Mit der Ausgabe der Halbjahreszeugnisse endet ein besonders kurzes
Schulhalbjahr und legt dabei gravierende Mängel im Umgang mit zeitlich
verdichteter Unterrichtszeit offen. Ursache war der spätere Schuljahresbeginn
2025, der das erste Schulhalbjahr erheblich verkürzte.
Die Bildungsbehörde versäumte es jedoch offenbar, klare Empfehlungen
für einen pädagogisch sinnvollen Umgang zu geben. Zahlreiche Rückmeldungen
an die Elternkammer Hamburg zeigen: In vielen Fällen wurden
Überprüfungen im Eiltempo durchgeführt, ohne dass die Lerninhalte zuvor
ausreichend vermittelt werden konnten. Oft wurden Projekte und Bildungsformate
abgesagt.
Belastung und Frustration bei Lehrkräften wie bei Schülerinnen und Schüler
waren die Folge, ohne erkennbaren bildungsrelevanten Mehrwert.
Trotz der Möglichkeit, Prüfungsinhalte zu reduzieren und so Druck zu
mindern, fehlte es häufig an klarer Kommunikation und einheitlicher Umsetzung.
Der Verweis der Schulbehörde auf die „Flexibilität“ der Schulen erwies
sich als unzureichend: Die Lehrkräfte wurden mit der Situation allein gelassen.
Die Elternkammer hatte frühzeitig auf die drohenden Ungleichbehandlungen
hingewiesen.
Das Ergebnis: ein Flickenteppich aus Einzellösungen, der dem Anspruch
auf faire Bildung nicht gerecht wird.
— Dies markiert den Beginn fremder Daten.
//! Serialized unified table.
//!
//! When the cache file exists it is trusted verbatim: the result tree is not
//! read at all. Delete the file (or pass `--rebuild`) to force a rescan.

use std::fs;
use std::path::{Path, PathBuf};

use anyhow::{Context, Result};
use chrono::{DateTime, Utc};
use serde::{Deserialize, Serialize};
use sweep::core::layout::LayoutPath;
use tracing::{debug, info, instrument};

use crate::store::RecordStore;
use crate::table::UnifiedTable;

#[derive(Debug, Serialize, Deserialize)]
pub struct CachedTable {
    pub built_at: DateTime<Utc>,
    pub table: UnifiedTable,
}

/// Where the table came from.
#[derive(Debug, Clone, Copy, PartialEq, Eq)]
pub enum TableSource {
    Cache,
    Tree,
}

#[derive(Debug)]
pub struct LoadedTable {
    pub table: UnifiedTable,
    pub source: TableSource,
    pub warnings: Vec<String>,
}

pub fn cache_path(output_root: &Path, cache_file: &str) -> PathBuf {
    output_root.join(cache_file)
}

pub fn load_cache(path: &Path) -> Result<Option<CachedTable>> {
    if !path.exists() {
        return Ok(None);
    }
    debug!(path = %path.display(), "loading cached table");
    let contents = fs::read_to_string(path).with_context(|| format!("read cache {}", path.display()))?;
    let cached: CachedTable = serde_json::from_str(&contents)
        .with_context(|| format!("parse cache {}", path.display()))?;
    Ok(Some(cached))
}

/// Atomically write the cache (temp file + rename).
pub fn save_cache(path: &Path, table: &UnifiedTable) -> Result<()> {
    let cached = CachedTable {
        built_at: Utc::now(),
        table: table.clone(),
    };
    let contents = serde_json::to_string(&cached).context("serialize cache")?;
    let tmp_path = path.with_extension("json.tmp");
    fs::write(&tmp_path, contents)
        .with_context(|| format!("write temp cache {}", tmp_path.display()))?;
    fs::rename(&tmp_path, path).with_context(|| format!("replace cache {}", path.display()))?;
    Ok(())
}

/// Load the unified table from the cache, or scan the tree and cache it.
#[instrument(skip_all, fields(cache = %cache.display()))]
pub fn load_table(layout: &LayoutPath, cache: &Path) -> Result<LoadedTable> {
    if let Some(cached) = load_cache(cache)? {
        info!(rows = cached.table.len(), built_at = %cached.built_at, "using cached table");
        return Ok(LoadedTable {
            table: cached.table,
            source: TableSource::Cache,
            warnings: Vec::new(),
        });
    }

    let store = RecordStore::scan(layout)?;
    debug!(artifacts = store.len(), "result tree scanned");
    let warnings = store.warnings.clone();
    let table = store.into_table();
    save_cache(cache, &table)?;
    info!(rows = table.len(), "table rebuilt from result tree");
    Ok(LoadedTable {
        table,
        source: TableSource::Tree,
        warnings,
    })
}
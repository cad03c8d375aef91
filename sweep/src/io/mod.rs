//! Side-effecting operations: directories, child processes, config files.

pub mod config;
pub mod process;
pub mod storage;
pub mod tool;
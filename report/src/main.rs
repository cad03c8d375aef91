//! `report`: aggregate a sweep result tree into one table and chart it.

mod artifact;
mod cache;
mod chart;
mod cli;
mod config;
mod error;
mod reports;
mod stats;
mod store;
mod table;

use std::path::PathBuf;

use clap::Parser;

use crate::cli::{ReportArgs, run_report};

#[derive(Parser, Debug)]
#[command(
    name = "report",
    version,
    about = "Aggregate sweep results and render charts"
)]
struct Cli {
    /// Sweep output root.
    #[arg(default_value = "results")]
    output_root: PathBuf,
    /// Report settings (TOML). Defaults to <output-root>/report.toml when present.
    #[arg(long)]
    config: Option<PathBuf>,
    /// Chart directory, overriding the config.
    #[arg(long)]
    plots_dir: Option<PathBuf>,
    /// Discard the cached table and rescan the result tree.
    #[arg(long)]
    rebuild: bool,
    /// Log progress at info level unless RUST_LOG is set.
    #[arg(short, long)]
    verbose: bool,
}

fn main() {
    let cli = Cli::parse();
    sweep::logging::init(cli.verbose);

    let args = ReportArgs {
        output_root: &cli.output_root,
        config: cli.config.as_deref(),
        plots_dir: cli.plots_dir.as_deref(),
        rebuild: cli.rebuild,
    };
    if let Err(err) = run_report(&args) {
        eprintln!("{:#}", err);
        std::process::exit(1);
    }
}
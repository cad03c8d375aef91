//! Fatal sweep errors.
//!
//! Trial failures are not errors: they are recorded as
//! [`TrialStatus::Failed`](crate::core::outcome::TrialStatus) and the sweep
//! continues.

use std::io;
use std::path::PathBuf;

use crate::exit_codes;

#[derive(Debug, thiserror::Error)]
pub enum SweepError {
    /// Bad, missing or malformed arguments or configuration.
    #[error("configuration error: {0}")]
    Configuration(String),
    /// An output directory could not be created.
    #[error("storage error: create {}: {source}", path.display())]
    Storage {
        path: PathBuf,
        #[source]
        source: io::Error,
    },
}

impl SweepError {
    pub fn configuration(message: impl Into<String>) -> Self {
        Self::Configuration(message.into())
    }

    pub fn exit_code(&self) -> i32 {
        match self {
            Self::Configuration(_) => exit_codes::INVALID,
            Self::Storage { .. } => exit_codes::STORAGE,
        }
    }
}
//! The unified table: one row per planner result, open schema.
//!
//! Rows keep the typed [`ArtifactKey`] of the directory they came from next to
//! the fields the planner wrote, so grouping and partitioning still work when
//! an artifact lacks the `demands` or `single_transponder_for_all` fields.

use std::collections::{BTreeMap, BTreeSet};

use itertools::Itertools;
use serde::{Deserialize, Serialize};
use sweep::core::layout::{ArtifactKey, TransponderPolicy};

pub const DEMANDS_FIELD: &str = "demands";
pub const POLICY_FIELD: &str = "single_transponder_for_all";

/// A single cell. Absent cells are simply missing from the row.
#[derive(Debug, Clone, PartialEq, Serialize, Deserialize)]
#[serde(untagged)]
pub enum Value {
    Bool(bool),
    Number(f64),
    Text(String),
}

impl Value {
    /// Infer a cell from artifact text. Empty text is an absent cell.
    pub fn parse(raw: &str) -> Option<Self> {
        let raw = raw.trim();
        if raw.is_empty() {
            return None;
        }
        if raw.eq_ignore_ascii_case("true") {
            return Some(Self::Bool(true));
        }
        if raw.eq_ignore_ascii_case("false") {
            return Some(Self::Bool(false));
        }
        match raw.parse::<f64>() {
            Ok(number) if number.is_finite() => Some(Self::Number(number)),
            _ => Some(Self::Text(raw.to_string())),
        }
    }

    pub fn as_f64(&self) -> Option<f64> {
        match self {
            Self::Number(number) => Some(*number),
            _ => None,
        }
    }

    pub fn as_bool(&self) -> Option<bool> {
        match self {
            Self::Bool(flag) => Some(*flag),
            Self::Number(number) if *number == 0.0 => Some(false),
            Self::Number(number) if *number == 1.0 => Some(true),
            _ => None,
        }
    }
}

pub type Fields = BTreeMap<String, Value>;

#[derive(Debug, Clone, PartialEq, Serialize, Deserialize)]
pub struct Row {
    pub key: ArtifactKey,
    pub fields: Fields,
}

impl Row {
    pub fn new(key: ArtifactKey, fields: Fields) -> Self {
        Self { key, fields }
    }

    pub fn number(&self, field: &str) -> Option<f64> {
        self.fields.get(field).and_then(Value::as_f64)
    }

    /// Demand count: the `demands` field if it is a whole number, else the key.
    pub fn demands(&self) -> u64 {
        self.number(DEMANDS_FIELD)
            .filter(|n| *n >= 0.0 && n.fract() == 0.0 && *n <= u64::MAX as f64)
            .map_or(self.key.demands, |n| n as u64)
    }

    /// Skew comes only from the directory the artifact was found in.
    pub fn skew(&self) -> f64 {
        self.key.skew
    }

    /// Policy: the `single_transponder_for_all` field if boolean, else the key.
    pub fn policy(&self) -> TransponderPolicy {
        self.fields
            .get(POLICY_FIELD)
            .and_then(Value::as_bool)
            .map_or(self.key.policy, TransponderPolicy::from_single_flag)
    }
}

/// Concatenation of every artifact's rows. Rows are never deduplicated.
#[derive(Debug, Clone, Default, PartialEq, Serialize, Deserialize)]
pub struct UnifiedTable {
    pub rows: Vec<Row>,
}

impl UnifiedTable {
    pub fn len(&self) -> usize {
        self.rows.len()
    }

    pub fn is_empty(&self) -> bool {
        self.rows.is_empty()
    }

    pub fn push(&mut self, row: Row) {
        self.rows.push(row);
    }

    /// Union of field names across all rows.
    pub fn columns(&self) -> BTreeSet<&str> {
        self.rows
            .iter()
            .flat_map(|row| row.fields.keys().map(String::as_str))
            .collect()
    }

    pub fn partition(&self) -> Partitions<'_> {
        let (single, multiple): (Vec<&Row>, Vec<&Row>) = self
            .rows
            .iter()
            .partition(|row| row.policy() == TransponderPolicy::Single);
        Partitions { single, multiple }
    }
}

/// The table split by transponder policy. Every row lands in exactly one side.
#[derive(Debug, Clone)]
pub struct Partitions<'a> {
    pub single: Vec<&'a Row>,
    pub multiple: Vec<&'a Row>,
}

impl<'a> Partitions<'a> {
    pub fn get(&self, policy: TransponderPolicy) -> &[&'a Row] {
        match policy {
            TransponderPolicy::Single => &self.single,
            TransponderPolicy::Multiple => &self.multiple,
        }
    }

    pub fn iter(&self) -> impl Iterator<Item = (TransponderPolicy, &[&'a Row])> {
        TransponderPolicy::ALL
            .into_iter()
            .map(move |policy| (policy, self.get(policy)))
    }
}

/// Rows grouped by skew, in ascending skew order. Row order within a group is kept.
pub fn by_skew<'a>(rows: &[&'a Row]) -> Vec<(f64, Vec<&'a Row>)> {
    let mut groups: Vec<(f64, Vec<&'a Row>)> = Vec::new();
    for row in rows
        .iter()
        .copied()
        .sorted_by(|a, b| a.skew().total_cmp(&b.skew()))
    {
        match groups.last_mut() {
            Some((skew, group)) if *skew == row.skew() => group.push(row),
            _ => groups.push((row.skew(), vec![row])),
        }
    }
    groups
}
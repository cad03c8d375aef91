//! Test-only helpers: a scripted trial executor and artifact fixtures.

use std::cell::Cell;
use std::fs;
use std::path::{Path, PathBuf};

use crate::core::layout::{ArtifactKey, LayoutPath};
use crate::core::outcome::{FailureReason, TrialOutcome, TrialStatus};
use crate::io::tool::{TrialExecutor, TrialRequest};

pub const SUCCESS_MARKER: &str = "Algorithm finished successfully";

type Script = Box<dyn Fn(u64, u32) -> bool>;

/// Executor that succeeds when `script(demands, trial)` is true and then
/// writes one artifact into the result directory, like the real planner.
pub struct FakeExecutor {
    script: Script,
    calls: Cell<u32>,
}

impl FakeExecutor {
    pub fn with(script: impl Fn(u64, u32) -> bool + 'static) -> Self {
        Self {
            script: Box::new(script),
            calls: Cell::new(0),
        }
    }

    pub fn failing() -> Self {
        Self::with(|_, _| false)
    }

    pub fn succeeding_below(limit: u64) -> Self {
        Self::with(move |demands, _| demands < limit)
    }

    pub fn calls(&self) -> u32 {
        self.calls.get()
    }
}

impl TrialExecutor for FakeExecutor {
    fn run_trial(&self, request: &TrialRequest<'_>) -> TrialOutcome {
        self.calls.set(self.calls.get() + 1);
        if !(self.script)(request.demands, request.trial) {
            return TrialOutcome {
                demands: request.demands,
                trial: request.trial,
                status: TrialStatus::Failed(FailureReason::MarkerMissing { exit_code: Some(1) }),
                stdout: "Not enough resources".to_string(),
            };
        }
        let fields = sample_fields(request.demands, true);
        write_artifact(
            request.result_dir,
            &format!("results{}_{}.xml", request.demands, request.trial),
            &fields,
        );
        TrialOutcome {
            demands: request.demands,
            trial: request.trial,
            status: TrialStatus::Succeeded,
            stdout: SUCCESS_MARKER.to_string(),
        }
    }
}

/// Plausible planner result fields for `demands`.
pub fn sample_fields(demands: u64, single: bool) -> Vec<(String, String)> {
    let zr = demands * 2;
    let lr = demands;
    vec![
        ("demands".to_string(), demands.to_string()),
        ("single_transponder_for_all".to_string(), single.to_string()),
        ("total_Cost".to_string(), format!("{}.5", zr + lr)),
        ("number_ZR".to_string(), zr.to_string()),
        ("number_LR".to_string(), lr.to_string()),
        ("Transponder_Island1".to_string(), (zr / 2).to_string()),
        ("Transponder_Island2".to_string(), (zr / 2 + lr).to_string()),
        ("ZR_Island1".to_string(), (zr / 2).to_string()),
        ("ZR_Island2".to_string(), (zr / 2).to_string()),
        ("LR_Island1".to_string(), "0".to_string()),
        ("LR_Island2".to_string(), lr.to_string()),
        ("ZR_NodeA".to_string(), zr.to_string()),
        ("LR_NodeB".to_string(), lr.to_string()),
    ]
}

/// Render one result row the way the planner writes it.
pub fn artifact_xml(fields: &[(String, String)]) -> String {
    let mut xml = String::from("<?xml version=\"1.0\" encoding=\"UTF-8\"?>\n<data>\n  <row>\n");
    for (name, value) in fields {
        xml.push_str(&format!("    <{name}>{value}</{name}>\n"));
    }
    xml.push_str("  </row>\n</data>\n");
    xml
}

pub fn write_artifact(dir: &Path, file_name: &str, fields: &[(String, String)]) -> PathBuf {
    fs::create_dir_all(dir).expect("create artifact dir");
    let path = dir.join(file_name);
    fs::write(&path, artifact_xml(fields)).expect("write artifact");
    path
}

/// Write `count` artifacts for `key` below `layout`.
pub fn populate(layout: &LayoutPath, key: &ArtifactKey, count: usize) {
    let dir = layout.demands_dir(key);
    for trial in 0..count {
        let fields = sample_fields(key.demands, key.policy.is_single());
        write_artifact(&dir, &format!("results{}_{trial}.xml", key.demands), &fields);
    }
}

/// Number of `.xml` files directly inside `dir` (0 if missing).
pub fn count_artifacts(dir: &Path) -> usize {
    let Ok(entries) = fs::read_dir(dir) else {
        return 0;
    };
    entries
        .filter_map(Result::ok)
        .filter(|entry| entry.path().extension().is_some_and(|e| e == "xml"))
        .count()
}
//! `sweep`: run the Net2Plan planner over increasing demand counts until a
//! whole batch of trials fails.

use std::path::PathBuf;

use anyhow::{Context, Result};
use clap::Parser;
use clap::error::ErrorKind;

use sweep::core::sweep_config::{RawSweepArgs, SweepConfig};
use sweep::driver::run_sweep;
use sweep::io::config::load_tool_config;
use sweep::io::storage::ensure_dir;
use sweep::io::tool::Net2PlanExecutor;
use sweep::{SweepError, exit_codes, logging};

const USAGE: &str = "Usage: sweep <path to Net2Plan-CLI.jar directory> <topology file> <class file> \
<start number of demands> <increment number of demands> \
<percentage of traffic generated by CORE nodes> <singleTransponder> \
<number of iterations per number of demands> [<output dir>]";

#[derive(Parser, Debug)]
#[command(
    name = "sweep",
    version,
    about = "Run the network planner over increasing demand counts"
)]
struct Cli {
    /// Directory containing Net2Plan-CLI.jar.
    tool_dir: PathBuf,
    /// Input topology file.
    topology_file: PathBuf,
    /// Algorithm class file; its stem is the class name.
    class_file: PathBuf,
    /// First number of demands.
    start_demands: u64,
    /// Step between demand counts.
    increment: u64,
    /// Percentage of traffic generated by CORE nodes.
    skew: f64,
    /// Use a single transponder type for all demands (true/1/t/y/yes or false/0/f/n/no).
    single_transponder: String,
    /// Trials per number of demands.
    trials_per_demand: u32,
    /// Output directory (default: ./results).
    output_dir: Option<PathBuf>,
    /// Planner invocation settings (TOML).
    #[arg(long)]
    config: Option<PathBuf>,
    /// Log progress at info level unless RUST_LOG is set.
    #[arg(short, long)]
    verbose: bool,
}

fn main() {
    let cli = match Cli::try_parse() {
        Ok(cli) => cli,
        Err(err) => usage_error(err),
    };
    logging::init(cli.verbose);

    if let Err(err) = run(cli) {
        eprintln!("{:#}", err);
        let code = err
            .downcast_ref::<SweepError>()
            .map_or(exit_codes::INVALID, SweepError::exit_code);
        std::process::exit(code);
    }
}

fn usage_error(err: clap::Error) -> ! {
    match err.kind() {
        ErrorKind::DisplayHelp | ErrorKind::DisplayVersion => err.exit(),
        ErrorKind::MissingRequiredArgument => println!("Missing parameters\n"),
        ErrorKind::UnknownArgument => println!("Too many parameters\n"),
        _ => println!("{}", err.render()),
    }
    println!("{USAGE}");
    std::process::exit(exit_codes::INVALID);
}

fn run(cli: Cli) -> Result<()> {
    let tool = load_tool_config(cli.config.as_deref())
        .map_err(|err| SweepError::configuration(format!("{err:#}")))?;

    let output_root = match cli.output_dir {
        Some(dir) => dir,
        None => {
            println!("Missing output path\n");
            std::env::current_dir()
                .context("resolve current directory")?
                .join("results")
        }
    };

    let config = SweepConfig::from_raw(RawSweepArgs {
        tool_dir: cli.tool_dir,
        topology_file: cli.topology_file,
        class_file: cli.class_file,
        start_demands: cli.start_demands,
        increment: cli.increment,
        skew: cli.skew,
        single_transponder: cli.single_transponder,
        trials_per_demand: cli.trials_per_demand,
        output_root,
    })?;
    ensure_dir(&config.output_root)?;

    let executor = Net2PlanExecutor::new(&config, tool)?;
    let summary = run_sweep(&config, &executor)?;

    println!("Execution stopped at {} demands", summary.stopped_at);
    Ok(())
}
Gleichzeitig möchten wir betonen,
dass es auch erfreuliche Beispiele von Schulen gibt, die mit Weitsicht,
kluger Planung und transparenter Kommunikation mit den Herausforderungen
umgegangen sind, zum Wohl der Schülerinnen und Schüler.
Diese positiven Ansätze zeigen, dass ein verantwortungsvoller Umgang
möglich ist, wenn klare Leitlinien und pädagogischer Gestaltungswille zusammentreffen.